EXERCISE BRIEF » Using the records below, filter for lines that contain the string "lookups" and copy them out.

PROVIDED INFORMATION »
^^^^^^^^

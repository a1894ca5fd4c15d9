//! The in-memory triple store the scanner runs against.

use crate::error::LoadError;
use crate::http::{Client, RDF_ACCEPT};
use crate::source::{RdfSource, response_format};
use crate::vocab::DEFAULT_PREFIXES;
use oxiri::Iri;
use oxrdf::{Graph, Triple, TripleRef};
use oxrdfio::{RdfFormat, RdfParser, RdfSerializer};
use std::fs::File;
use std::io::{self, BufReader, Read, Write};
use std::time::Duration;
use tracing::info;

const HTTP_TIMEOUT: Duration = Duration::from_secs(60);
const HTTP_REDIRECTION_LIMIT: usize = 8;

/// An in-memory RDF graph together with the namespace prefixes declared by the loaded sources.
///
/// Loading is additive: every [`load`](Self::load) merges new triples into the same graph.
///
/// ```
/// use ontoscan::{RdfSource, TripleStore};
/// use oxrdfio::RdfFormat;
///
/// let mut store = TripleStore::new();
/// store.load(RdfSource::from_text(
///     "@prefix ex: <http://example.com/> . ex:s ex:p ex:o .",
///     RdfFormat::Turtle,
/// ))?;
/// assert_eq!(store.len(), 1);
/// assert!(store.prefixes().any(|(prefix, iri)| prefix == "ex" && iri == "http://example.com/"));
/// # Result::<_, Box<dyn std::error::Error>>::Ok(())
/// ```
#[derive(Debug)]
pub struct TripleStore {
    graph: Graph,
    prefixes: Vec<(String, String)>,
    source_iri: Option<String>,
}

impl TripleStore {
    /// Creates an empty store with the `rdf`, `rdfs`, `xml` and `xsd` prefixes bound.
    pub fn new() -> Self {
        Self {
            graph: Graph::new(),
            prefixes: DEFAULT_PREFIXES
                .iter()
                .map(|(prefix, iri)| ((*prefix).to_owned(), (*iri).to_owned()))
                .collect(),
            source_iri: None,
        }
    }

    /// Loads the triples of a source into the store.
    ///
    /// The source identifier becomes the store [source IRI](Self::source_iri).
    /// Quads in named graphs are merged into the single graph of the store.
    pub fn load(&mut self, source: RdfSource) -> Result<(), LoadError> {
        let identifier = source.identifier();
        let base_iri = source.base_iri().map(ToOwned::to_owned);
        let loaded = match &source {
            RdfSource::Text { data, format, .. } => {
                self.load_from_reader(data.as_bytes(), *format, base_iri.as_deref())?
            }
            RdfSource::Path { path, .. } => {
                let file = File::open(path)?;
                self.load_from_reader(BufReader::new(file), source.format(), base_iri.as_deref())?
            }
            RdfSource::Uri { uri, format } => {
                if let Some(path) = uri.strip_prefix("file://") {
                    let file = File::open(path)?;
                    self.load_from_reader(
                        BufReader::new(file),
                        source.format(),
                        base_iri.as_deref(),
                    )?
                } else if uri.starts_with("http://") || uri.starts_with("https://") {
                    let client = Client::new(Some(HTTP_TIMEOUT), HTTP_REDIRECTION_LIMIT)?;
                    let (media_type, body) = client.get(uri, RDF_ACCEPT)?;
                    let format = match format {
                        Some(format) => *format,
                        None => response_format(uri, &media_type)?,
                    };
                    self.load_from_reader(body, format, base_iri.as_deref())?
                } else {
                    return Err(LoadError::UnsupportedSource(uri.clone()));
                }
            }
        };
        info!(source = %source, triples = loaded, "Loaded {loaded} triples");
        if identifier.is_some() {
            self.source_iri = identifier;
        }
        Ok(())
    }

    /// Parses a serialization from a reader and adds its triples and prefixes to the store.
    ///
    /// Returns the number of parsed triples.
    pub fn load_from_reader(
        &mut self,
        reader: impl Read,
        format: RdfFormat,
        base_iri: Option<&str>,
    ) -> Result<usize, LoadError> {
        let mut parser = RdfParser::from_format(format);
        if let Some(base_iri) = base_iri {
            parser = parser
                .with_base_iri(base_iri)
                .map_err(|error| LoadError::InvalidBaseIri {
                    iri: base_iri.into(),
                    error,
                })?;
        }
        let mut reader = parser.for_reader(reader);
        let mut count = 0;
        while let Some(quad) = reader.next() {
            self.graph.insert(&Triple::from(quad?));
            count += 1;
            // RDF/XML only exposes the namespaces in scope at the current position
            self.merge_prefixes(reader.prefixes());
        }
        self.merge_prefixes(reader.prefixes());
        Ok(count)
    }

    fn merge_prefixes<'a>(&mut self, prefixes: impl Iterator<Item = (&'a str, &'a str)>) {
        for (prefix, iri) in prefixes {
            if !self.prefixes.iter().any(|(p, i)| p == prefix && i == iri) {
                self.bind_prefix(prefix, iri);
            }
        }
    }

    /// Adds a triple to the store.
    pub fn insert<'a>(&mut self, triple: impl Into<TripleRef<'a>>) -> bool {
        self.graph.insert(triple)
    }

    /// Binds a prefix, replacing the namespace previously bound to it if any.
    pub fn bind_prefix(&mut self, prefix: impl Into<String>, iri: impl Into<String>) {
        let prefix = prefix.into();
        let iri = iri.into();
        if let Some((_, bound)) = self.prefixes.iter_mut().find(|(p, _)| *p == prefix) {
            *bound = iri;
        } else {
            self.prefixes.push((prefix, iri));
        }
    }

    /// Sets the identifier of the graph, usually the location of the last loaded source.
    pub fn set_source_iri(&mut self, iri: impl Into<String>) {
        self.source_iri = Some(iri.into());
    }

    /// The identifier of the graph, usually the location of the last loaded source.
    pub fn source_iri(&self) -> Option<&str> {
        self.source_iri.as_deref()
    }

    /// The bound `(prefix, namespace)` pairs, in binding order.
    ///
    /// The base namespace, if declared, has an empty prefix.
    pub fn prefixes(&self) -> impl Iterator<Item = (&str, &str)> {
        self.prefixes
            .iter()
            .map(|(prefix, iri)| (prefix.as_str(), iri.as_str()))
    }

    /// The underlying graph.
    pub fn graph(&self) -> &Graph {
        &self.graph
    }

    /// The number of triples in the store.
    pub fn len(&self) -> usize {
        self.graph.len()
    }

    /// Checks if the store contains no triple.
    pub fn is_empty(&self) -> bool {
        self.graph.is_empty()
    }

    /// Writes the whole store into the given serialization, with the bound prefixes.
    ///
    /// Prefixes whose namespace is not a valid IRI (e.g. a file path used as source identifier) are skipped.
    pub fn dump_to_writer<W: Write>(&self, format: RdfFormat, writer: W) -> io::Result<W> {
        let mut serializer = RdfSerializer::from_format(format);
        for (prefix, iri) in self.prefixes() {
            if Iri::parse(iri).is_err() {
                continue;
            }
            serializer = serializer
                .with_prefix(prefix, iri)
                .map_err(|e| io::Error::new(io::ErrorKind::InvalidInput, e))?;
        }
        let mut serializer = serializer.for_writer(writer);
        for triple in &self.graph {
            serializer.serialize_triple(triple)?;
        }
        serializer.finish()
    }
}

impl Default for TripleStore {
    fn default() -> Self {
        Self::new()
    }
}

^^^^^^^^

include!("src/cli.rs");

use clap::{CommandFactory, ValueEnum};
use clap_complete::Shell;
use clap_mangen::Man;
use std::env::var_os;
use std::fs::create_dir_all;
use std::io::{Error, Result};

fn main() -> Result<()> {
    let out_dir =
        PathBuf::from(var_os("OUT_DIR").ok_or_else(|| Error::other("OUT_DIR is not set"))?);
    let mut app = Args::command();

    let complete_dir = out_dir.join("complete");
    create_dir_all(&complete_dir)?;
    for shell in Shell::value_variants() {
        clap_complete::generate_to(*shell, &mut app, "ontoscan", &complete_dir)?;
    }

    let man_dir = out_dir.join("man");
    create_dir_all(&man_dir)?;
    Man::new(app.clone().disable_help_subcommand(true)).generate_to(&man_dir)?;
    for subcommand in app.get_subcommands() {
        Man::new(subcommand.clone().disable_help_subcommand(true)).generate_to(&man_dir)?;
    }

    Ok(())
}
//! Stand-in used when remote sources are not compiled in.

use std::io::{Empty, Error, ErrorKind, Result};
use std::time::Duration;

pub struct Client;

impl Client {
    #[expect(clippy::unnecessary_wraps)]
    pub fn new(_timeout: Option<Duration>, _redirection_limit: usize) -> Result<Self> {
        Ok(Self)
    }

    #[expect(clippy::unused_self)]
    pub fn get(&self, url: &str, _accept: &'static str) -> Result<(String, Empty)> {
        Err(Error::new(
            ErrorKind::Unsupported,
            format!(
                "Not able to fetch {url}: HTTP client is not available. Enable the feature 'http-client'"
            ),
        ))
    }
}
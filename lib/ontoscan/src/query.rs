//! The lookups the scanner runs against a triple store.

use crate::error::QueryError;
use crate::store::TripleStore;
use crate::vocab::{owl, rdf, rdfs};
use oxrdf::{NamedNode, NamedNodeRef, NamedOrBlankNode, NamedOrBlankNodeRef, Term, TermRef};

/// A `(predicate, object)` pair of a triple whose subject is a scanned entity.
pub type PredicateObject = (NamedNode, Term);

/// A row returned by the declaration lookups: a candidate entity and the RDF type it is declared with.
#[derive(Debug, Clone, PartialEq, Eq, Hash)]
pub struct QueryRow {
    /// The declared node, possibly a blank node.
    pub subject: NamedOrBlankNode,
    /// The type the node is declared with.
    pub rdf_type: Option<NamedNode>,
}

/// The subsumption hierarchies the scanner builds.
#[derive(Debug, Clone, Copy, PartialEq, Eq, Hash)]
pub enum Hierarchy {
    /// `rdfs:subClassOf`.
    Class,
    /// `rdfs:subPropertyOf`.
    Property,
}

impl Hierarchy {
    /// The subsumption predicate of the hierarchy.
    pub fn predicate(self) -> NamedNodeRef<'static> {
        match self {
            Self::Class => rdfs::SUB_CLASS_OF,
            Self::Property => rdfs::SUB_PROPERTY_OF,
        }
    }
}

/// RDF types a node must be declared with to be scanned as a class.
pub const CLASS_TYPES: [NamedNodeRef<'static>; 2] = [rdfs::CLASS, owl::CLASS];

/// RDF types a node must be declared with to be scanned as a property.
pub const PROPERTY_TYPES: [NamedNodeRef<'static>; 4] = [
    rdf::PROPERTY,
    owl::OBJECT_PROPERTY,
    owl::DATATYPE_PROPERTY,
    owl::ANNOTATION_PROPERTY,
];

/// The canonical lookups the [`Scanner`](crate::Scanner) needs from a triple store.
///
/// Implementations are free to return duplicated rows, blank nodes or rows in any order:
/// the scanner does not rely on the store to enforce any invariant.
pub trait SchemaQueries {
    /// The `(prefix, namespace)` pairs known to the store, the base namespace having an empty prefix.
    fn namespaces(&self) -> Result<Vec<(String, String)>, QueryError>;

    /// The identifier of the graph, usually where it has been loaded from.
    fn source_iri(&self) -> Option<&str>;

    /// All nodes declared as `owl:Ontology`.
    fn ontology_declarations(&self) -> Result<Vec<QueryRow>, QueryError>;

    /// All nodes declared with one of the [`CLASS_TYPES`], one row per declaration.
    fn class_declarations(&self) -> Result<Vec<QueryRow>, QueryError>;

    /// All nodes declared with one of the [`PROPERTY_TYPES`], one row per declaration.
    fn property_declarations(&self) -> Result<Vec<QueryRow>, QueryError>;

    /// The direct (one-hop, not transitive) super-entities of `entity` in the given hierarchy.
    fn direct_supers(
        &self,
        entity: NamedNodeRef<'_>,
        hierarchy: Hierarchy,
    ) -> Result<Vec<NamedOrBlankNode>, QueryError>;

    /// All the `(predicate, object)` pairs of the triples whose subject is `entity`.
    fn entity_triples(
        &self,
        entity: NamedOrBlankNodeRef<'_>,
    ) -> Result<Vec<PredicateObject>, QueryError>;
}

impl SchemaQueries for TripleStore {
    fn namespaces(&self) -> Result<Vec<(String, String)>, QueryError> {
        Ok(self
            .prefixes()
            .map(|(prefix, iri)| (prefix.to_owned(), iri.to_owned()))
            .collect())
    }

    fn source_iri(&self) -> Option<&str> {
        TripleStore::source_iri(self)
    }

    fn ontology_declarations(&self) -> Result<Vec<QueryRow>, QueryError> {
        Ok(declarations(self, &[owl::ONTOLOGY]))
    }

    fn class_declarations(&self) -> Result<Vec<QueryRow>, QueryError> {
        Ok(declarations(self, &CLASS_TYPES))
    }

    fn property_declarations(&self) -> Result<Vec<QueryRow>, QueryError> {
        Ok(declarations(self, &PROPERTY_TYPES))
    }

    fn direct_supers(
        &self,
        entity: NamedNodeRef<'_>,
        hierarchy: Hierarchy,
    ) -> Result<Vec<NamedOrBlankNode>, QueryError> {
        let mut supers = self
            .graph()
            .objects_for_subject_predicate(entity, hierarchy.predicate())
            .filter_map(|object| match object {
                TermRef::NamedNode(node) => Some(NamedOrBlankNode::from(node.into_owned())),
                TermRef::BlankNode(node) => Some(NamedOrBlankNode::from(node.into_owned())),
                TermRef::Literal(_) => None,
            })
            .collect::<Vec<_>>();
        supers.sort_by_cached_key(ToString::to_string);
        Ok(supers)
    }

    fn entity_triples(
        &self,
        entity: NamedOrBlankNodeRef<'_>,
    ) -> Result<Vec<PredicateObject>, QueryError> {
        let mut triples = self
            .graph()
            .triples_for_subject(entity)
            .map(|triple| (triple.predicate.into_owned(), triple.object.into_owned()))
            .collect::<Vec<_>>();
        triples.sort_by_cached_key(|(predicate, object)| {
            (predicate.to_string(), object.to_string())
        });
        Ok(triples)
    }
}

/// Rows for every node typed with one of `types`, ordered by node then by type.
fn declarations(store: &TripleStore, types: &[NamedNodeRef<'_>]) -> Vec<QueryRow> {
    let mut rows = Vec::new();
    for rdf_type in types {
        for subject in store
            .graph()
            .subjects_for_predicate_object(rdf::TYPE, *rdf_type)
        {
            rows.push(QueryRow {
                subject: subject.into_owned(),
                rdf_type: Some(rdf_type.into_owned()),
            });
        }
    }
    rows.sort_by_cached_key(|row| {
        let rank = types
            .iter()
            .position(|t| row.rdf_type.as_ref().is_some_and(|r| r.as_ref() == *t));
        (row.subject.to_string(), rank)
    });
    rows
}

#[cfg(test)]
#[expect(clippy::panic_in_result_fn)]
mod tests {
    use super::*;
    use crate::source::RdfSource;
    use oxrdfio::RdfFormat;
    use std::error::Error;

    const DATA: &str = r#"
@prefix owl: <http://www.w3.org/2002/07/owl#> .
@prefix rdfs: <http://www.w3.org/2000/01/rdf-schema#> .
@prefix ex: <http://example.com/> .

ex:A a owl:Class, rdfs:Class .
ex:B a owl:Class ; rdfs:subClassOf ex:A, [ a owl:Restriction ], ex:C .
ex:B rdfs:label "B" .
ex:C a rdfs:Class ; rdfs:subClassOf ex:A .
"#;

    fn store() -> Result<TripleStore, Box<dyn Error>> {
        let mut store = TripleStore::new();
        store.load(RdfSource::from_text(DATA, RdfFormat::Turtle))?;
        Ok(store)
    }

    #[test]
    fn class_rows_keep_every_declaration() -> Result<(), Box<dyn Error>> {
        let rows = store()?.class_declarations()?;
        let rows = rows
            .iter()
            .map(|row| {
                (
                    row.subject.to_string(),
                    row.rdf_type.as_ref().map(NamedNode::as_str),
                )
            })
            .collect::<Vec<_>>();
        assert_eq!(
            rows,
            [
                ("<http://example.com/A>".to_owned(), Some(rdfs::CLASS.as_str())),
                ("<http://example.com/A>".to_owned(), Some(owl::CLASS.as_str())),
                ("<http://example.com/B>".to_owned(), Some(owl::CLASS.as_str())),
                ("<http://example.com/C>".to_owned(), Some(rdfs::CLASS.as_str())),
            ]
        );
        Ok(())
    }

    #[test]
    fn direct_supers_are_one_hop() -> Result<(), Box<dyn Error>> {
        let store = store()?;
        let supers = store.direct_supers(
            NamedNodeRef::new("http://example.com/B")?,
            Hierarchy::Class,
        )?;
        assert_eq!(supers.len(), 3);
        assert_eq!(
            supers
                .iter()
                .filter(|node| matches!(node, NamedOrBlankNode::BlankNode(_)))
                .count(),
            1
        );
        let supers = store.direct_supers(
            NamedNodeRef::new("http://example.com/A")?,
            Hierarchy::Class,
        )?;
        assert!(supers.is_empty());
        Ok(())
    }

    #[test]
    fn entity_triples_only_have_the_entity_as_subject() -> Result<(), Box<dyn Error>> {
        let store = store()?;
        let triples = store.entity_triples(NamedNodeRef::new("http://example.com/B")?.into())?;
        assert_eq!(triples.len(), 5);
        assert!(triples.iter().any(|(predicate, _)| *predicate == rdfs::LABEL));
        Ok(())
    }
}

^^^^^^^^

ANSWER BOX »
//! The lookups the scanner runs against a triple store.
/// A row returned by the declaration lookups: a candidate entity and the RDF type it is declared with.
/// The canonical lookups the [`Scanner`](crate::Scanner) needs from a triple store.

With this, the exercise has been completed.